Abstract IA008: The origins and function of copy number alterations in pancreas cancer

Abstract

Abstract Pancreas ductal adenocarcinoma is a devastating disease that lacks effective treatment options. Often considered genetically homogenous, it is initiated by activation of oncogenic Kras and often sustains inactivating mutations in the TP53, CDKN2A, and SMAD4 tumor suppressor genes. However, additionally, advanced full blown PDAC often has a large degree of somatic copy number alterations (CNA) whose significance to disease etiology are poorly understood. Interestingly, gene mutations and copy number events may be interconnected, as TP53 mutations are strongly associated with the emergence of tumors harboring large number of CNAs, detectable chromothripsis, extensive intratumoral heterogeneity, and are often polyploid.
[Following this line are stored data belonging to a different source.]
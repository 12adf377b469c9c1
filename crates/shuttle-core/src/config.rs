//! Engine configuration, loadable from TOML.
//!
//! ```toml
//! batch_size = 50
//! heartbeat_interval_ms = 2000
//! dead_peer_factor = 2.5
//! auto_recover = true
//! frame_interval_ms = 16
//! store_path = "shuttle.redb"
//! notify_when_hidden = true
//! ```
//!
//! Every field is optional; missing fields take the defaults above.

use std::path::{Path, PathBuf};
use std::time::Duration;

use serde::{Deserialize, Serialize};
use thiserror::Error;

#[derive(Debug, Error)]
pub enum ConfigError {
    #[error("failed to read config {path}: {source}")]
    Read {
        path: PathBuf,
        #[source]
        source: std::io::Error,
    },

    #[error("invalid config: {0}")]
    Parse(#[from] toml::de::Error),

    #[error("invalid config: {0}")]
    Invalid(String),
}

#[derive(Debug, Clone, PartialEq, Serialize, Deserialize)]
#[serde(default)]
pub struct EngineConfig {
    /// Tasks executed per synchronous pass before the executor yields.
    pub batch_size: usize,

    pub heartbeat_interval_ms: u64,

    /// A peer is evicted after `heartbeat_interval * dead_peer_factor` of silence.
    pub dead_peer_factor: f64,

    /// Replay pending store records on `initialize()`.
    pub auto_recover: bool,

    /// Delay standing in for the next paint opportunity when flushing buffered results.
    pub frame_interval_ms: u64,

    pub store_path: PathBuf,

    /// Raise a notification when a run completes while the surface is hidden.
    pub notify_when_hidden: bool,
}

impl Default for EngineConfig {
    fn default() -> Self {
        Self {
            batch_size: 50,
            heartbeat_interval_ms: 2_000,
            dead_peer_factor: 2.5,
            auto_recover: true,
            frame_interval_ms: 16,
            store_path: PathBuf::from("shuttle.redb"),
            notify_when_hidden: true,
        }
    }
}

impl EngineConfig {
    pub fn from_toml_str(s: &str) -> Result<Self, ConfigError> {
        let config: EngineConfig = toml::from_str(s)?;
        config.validate()?;
        Ok(config)
    }

    pub fn load(path: &Path) -> Result<Self, ConfigError> {
        let raw = std::fs::read_to_string(path).map_err(|source| ConfigError::Read {
            path: path.to_path_buf(),
            source,
        })?;
        Self::from_toml_str(&raw)
    }

    pub fn validate(&self) -> Result<(), ConfigError> {
        if self.batch_size == 0 {
            return Err(ConfigError::Invalid("batch_size must be at least 1".into()));
        }
        if self.heartbeat_interval_ms == 0 {
            return Err(ConfigError::Invalid(
                "heartbeat_interval_ms must be positive".into(),
            ));
        }
        if !(self.dead_peer_factor > 1.0) {
            return Err(ConfigError::Invalid(format!(
                "dead_peer_factor must be greater than 1 (got {})",
                self.dead_peer_factor
            )));
        }
        Ok(())
    }

    pub fn heartbeat_interval(&self) -> Duration {
        Duration::from_millis(self.heartbeat_interval_ms)
    }

    pub fn dead_peer_timeout(&self) -> Duration {
        self.heartbeat_interval().mul_f64(self.dead_peer_factor)
    }

    pub fn frame_interval(&self) -> Duration {
        Duration::from_millis(self.frame_interval_ms)
    }
}
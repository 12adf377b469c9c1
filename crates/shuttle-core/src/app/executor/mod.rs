//! TaskExecutor - 分離された実行コンテキスト
//!
//! executor は専用の tokio タスクで動き、ホストとはメッセージだけでやり取りします。
//!
//! # フロー
//! 1. `spawn_executor()` で起動 → `READY`
//! 2. `START` / `ADD_TASKS` でキューを受け取る
//! 3. バッチ（既定 50 件）を同期的に実行
//! 4. 自分の inbox に継続メッセージを積んで yield（タイマーは使わない）
//! 5. キューが空になったら `COMPLETED`
//!
//! 継続メッセージは制御メッセージと同じ inbox を通るので、
//! バッチ中に届いた PAUSE / CANCEL は次のバッチより先に処理されます。

pub mod protocol;
mod state;

use std::sync::Arc;

use tokio::sync::mpsc;
use tokio::task::JoinHandle;
use tracing::debug;

use crate::error::{EngineError, Result};
use crate::ports::TaskHandler;

pub use self::protocol::{ExecutorConfig, Inbound, Outbound};
use self::state::{ExecutorState, Schedule};

/// Everything that lands in the executor inbox.
#[derive(Debug)]
enum Envelope {
    Host(Inbound),
    /// Self-posted yield point for the run with this generation.
    Continue(u64),
}

/// Sending half of the executor inbox. Cheap to clone.
///
/// The context stops once every handle is dropped and its inbox drains.
#[derive(Debug, Clone)]
pub struct ExecutorHandle {
    tx: mpsc::UnboundedSender<Envelope>,
}

impl ExecutorHandle {
    pub fn send(&self, msg: Inbound) -> Result<()> {
        self.tx
            .send(Envelope::Host(msg))
            .map_err(|_| EngineError::ExecutorGone)
    }

    pub fn is_alive(&self) -> bool {
        !self.tx.is_closed()
    }
}

/// Spawn the executor context. Emits `READY` before anything else.
pub fn spawn_executor(
    handler: Arc<dyn TaskHandler>,
) -> (
    ExecutorHandle,
    mpsc::UnboundedReceiver<Outbound>,
    JoinHandle<()>,
) {
    let (tx, rx) = mpsc::unbounded_channel();
    let (out_tx, out_rx) = mpsc::unbounded_channel();
    let inbox = tx.downgrade();

    let join = tokio::spawn(run(handler, rx, inbox, out_tx));
    (ExecutorHandle { tx }, out_rx, join)
}

async fn run(
    handler: Arc<dyn TaskHandler>,
    mut rx: mpsc::UnboundedReceiver<Envelope>,
    inbox: mpsc::WeakUnboundedSender<Envelope>,
    out_tx: mpsc::UnboundedSender<Outbound>,
) {
    let mut state = ExecutorState::new(ExecutorConfig::default());
    let mut out = Vec::new();
    // generation of the continuation currently in the inbox, if any
    let mut pending: Option<u64> = None;

    if out_tx.send(Outbound::Ready).is_err() {
        return;
    }

    while let Some(envelope) = rx.recv().await {
        let next = match envelope {
            Envelope::Host(msg) => state.handle(msg, &mut out),
            Envelope::Continue(generation) => {
                if pending == Some(generation) {
                    pending = None;
                }
                state.resume_run(generation, handler.as_ref(), &mut out)
            }
        };

        for msg in out.drain(..) {
            if out_tx.send(msg).is_err() {
                debug!("executor output closed; stopping");
                return;
            }
        }

        let generation = state.generation();
        if next == Schedule::Yield && pending != Some(generation) {
            // all handles gone means nobody is left to observe the run
            if let Some(tx) = inbox.upgrade() {
                if tx.send(Envelope::Continue(generation)).is_ok() {
                    pending = Some(generation);
                }
            }
            tokio::task::yield_now().await;
        }
    }
    debug!("executor inbox closed");
}

#[cfg(test)]
mod tests {
    use super::*;
    use crate::domain::{NewTask, Task, TaskId};
    use chrono::Utc;
    use serde_json::{json, Value};

    fn task(id: u64, name: &str) -> Task {
        Task::pending(TaskId::new(id), NewTask::create_sheet(name), Utc::now())
    }

    fn done() -> Arc<dyn TaskHandler> {
        Arc::new(|_: &Task| -> std::result::Result<Value, String> { Ok(json!({"done": true})) })
    }

    async fn next_named(rx: &mut mpsc::UnboundedReceiver<Outbound>, name: &str) -> Outbound {
        loop {
            let msg = rx.recv().await.unwrap();
            if msg.name() == name {
                return msg;
            }
        }
    }

    #[tokio::test]
    async fn ready_is_emitted_first() {
        let (handle, mut rx, _join) = spawn_executor(done());
        assert_eq!(rx.recv().await, Some(Outbound::Ready));

        handle.send(Inbound::Init(ExecutorConfig { batch_size: 0 })).unwrap();
        // a zero batch would never make progress
        assert_eq!(
            rx.recv().await,
            Some(Outbound::Initialized(ExecutorConfig { batch_size: 1 }))
        );
    }

    #[tokio::test]
    async fn fifo_run_reports_each_task_then_completes() {
        let (handle, mut rx, _join) = spawn_executor(done());
        handle
            .send(Inbound::Start(vec![task(1, "A"), task(2, "B"), task(3, "C")]))
            .unwrap();

        let mut order = Vec::new();
        loop {
            match rx.recv().await.unwrap() {
                Outbound::TaskCompleted { task, result, .. } => {
                    assert_eq!(result, json!({"done": true}));
                    order.push(task.id.unwrap().get());
                }
                Outbound::Completed(summary) => {
                    assert_eq!(summary.total, 3);
                    assert_eq!(summary.failed, 0);
                    break;
                }
                _ => {}
            }
        }
        assert_eq!(order, vec![1, 2, 3]);
    }

    #[tokio::test]
    async fn control_messages_interleave_between_batches() {
        let (handle, mut rx, _join) = spawn_executor(done());
        handle.send(Inbound::Init(ExecutorConfig { batch_size: 1 })).unwrap();
        handle
            .send(Inbound::Start((1..=10).map(|i| task(i, "T")).collect()))
            .unwrap();
        handle.send(Inbound::Pause).unwrap();

        // START's first continuation is queued behind PAUSE
        match next_named(&mut rx, "PAUSED").await {
            Outbound::Paused { progress } => assert_eq!(progress.current, 0),
            other => panic!("unexpected {other:?}"),
        }

        handle.send(Inbound::GetStatus).unwrap();
        match next_named(&mut rx, "STATUS").await {
            Outbound::Status(report) => {
                assert!(report.paused);
                assert_eq!(report.queued, 10);
            }
            other => panic!("unexpected {other:?}"),
        }

        handle.send(Inbound::Cancel).unwrap();
        assert_eq!(
            next_named(&mut rx, "CANCELLED").await,
            Outbound::Cancelled {
                processed: 0,
                discarded: 10
            }
        );
    }

    #[tokio::test]
    async fn start_during_run_is_an_error() {
        let (handle, mut rx, _join) = spawn_executor(done());
        handle.send(Inbound::Start(vec![task(1, "A")])).unwrap();
        handle.send(Inbound::Start(vec![task(2, "B")])).unwrap();

        assert!(matches!(
            next_named(&mut rx, "ERROR").await,
            Outbound::Error { .. }
        ));
        match next_named(&mut rx, "COMPLETED").await {
            Outbound::Completed(summary) => assert_eq!(summary.total, 1),
            other => panic!("unexpected {other:?}"),
        }
    }

    #[tokio::test]
    async fn dropping_every_handle_stops_the_context() {
        let (handle, mut rx, join) = spawn_executor(done());
        drop(handle);
        join.await.unwrap();
        assert_eq!(rx.recv().await, Some(Outbound::Ready));
        assert_eq!(rx.recv().await, None);
    }
}
impl InstanceCoordinator {
    /// Subscribe to `channel`, run the startup election and spawn the loops.
    ///
    /// When the channel cannot be subscribed the coordinator runs degraded:
    /// nothing is sent and this instance always leads.
    pub fn start(
        self_id: InstanceId,
        channel: Arc<dyn BroadcastChannel>,
        clock: Arc<dyn Clock>,
        config: CoordinatorConfig,
    ) -> Self {
        match channel.subscribe() {
            Ok(rx) => Self::spawn(self_id, Some(channel), Some(rx), clock, config),
            Err(e) => {
                warn!(instance = %self_id, error = %e, "broadcast unavailable; running as single instance");
                Self::spawn(self_id, None, None, clock, config)
            }
        }
    }

    /// A coordinator with no channel at all.
    pub fn standalone(self_id: InstanceId, clock: Arc<dyn Clock>) -> Self {
        Self::spawn(self_id, None, None, clock, CoordinatorConfig::default())
    }

    fn spawn(
        self_id: InstanceId,
        channel: Option<Arc<dyn BroadcastChannel>>,
        rx: Option<Box<dyn FrameReceiver>>,
        clock: Arc<dyn Clock>,
        config: CoordinatorConfig,
    ) -> Self {
        let (leader, _) = watch::channel(LeaderState::solo(self_id.clone()));
        let (events, _) = broadcast::channel(EVENT_CAPACITY);
        let shared = Arc::new(Shared {
            self_id,
            channel,
            clock,
            config,
            peers: Mutex::new(HashMap::new()),
            leader,
            events,
        });

        let mut tasks = Vec::new();
        if let Some(rx) = rx {
            shared.elect_and_announce();
            tasks.push(tokio::spawn(heartbeat_loop(shared.clone())));
            tasks.push(tokio::spawn(receive_loop(shared.clone(), rx)));
            info!(instance = %shared.self_id, "coordinator started");
        }

        Self {
            shared,
            tasks: Mutex::new(tasks),
        }
    }

    pub fn instance_id(&self) -> &InstanceId {
        &self.shared.self_id
    }

    pub fn is_leader(&self) -> bool {
        self.shared.leader.borrow().is_leader
    }

    pub fn leader(&self) -> InstanceId {
        self.shared.leader.borrow().believed_leader.clone()
    }

    /// No broadcast medium: single-instance mode.
    pub fn is_degraded(&self) -> bool {
        self.shared.channel.is_none()
    }

    /// Live peers (not including self), sorted.
    pub fn peers(&self) -> Vec<InstanceId> {
        let peers = self.shared.peers.lock().unwrap_or_else(|e| e.into_inner());
        let mut ids: Vec<InstanceId> = peers.keys().cloned().collect();
        ids.sort();
        ids
    }

    pub fn leadership(&self) -> watch::Receiver<LeaderState> {
        self.shared.leader.subscribe()
    }

    pub fn subscribe(&self) -> broadcast::Receiver<CoordinatorEvent> {
        self.shared.events.subscribe()
    }

    pub fn announce_claimed(&self, task_id: TaskId) -> Result<()> {
        self.shared.publish(Message::TaskClaimed {
            task_id,
            claimed_by: self.shared.self_id.clone(),
        })
    }

    pub fn announce_completed(&self, task_id: TaskId, result: Value) -> Result<()> {
        self.shared.publish(Message::TaskCompleted {
            task_id,
            result,
            completed_by: self.shared.self_id.clone(),
        })
    }

    pub fn sync_state(&self, state: Value) -> Result<()> {
        self.shared.publish(Message::StateSync(state))
    }

    /// Stop heartbeats and receiving. Peers evict this instance after their timeout.
    pub fn shutdown(&self) {
        let tasks = std::mem::take(&mut *self.tasks.lock().unwrap_or_else(|e| e.into_inner()));
        if !tasks.is_empty() {
            info!(instance = %self.shared.self_id, "coordinator stopped");
        }
        for task in tasks {
            task.abort();
        }
    }
}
Using new mouse modeling and genetic engineering approachs, we have begun to explore the emergence and functionality of copy number alterations in human PDAC. The current presentation will focus on the evolution of highly rearranged tumors that arise in Kras mutant pancreatic epithelial cells that sporadically inactivate p53, as well as the cell extrinsic functions of so-called CDKN2A deletions. The work highlights the fundamental importance of copy number events in PDAC. Citation Format: Scott W. Lowe. The origins and function of copy number alterations in pancreas cancer [abstract]. In: Proceedings of the AACR Special Conference on Pancreatic Cancer; 2022 Sep 13-16; Boston, MA. Philadelphia (PA): AACR; Cancer Res 2022;82(22 Suppl):Abstract nr IA008.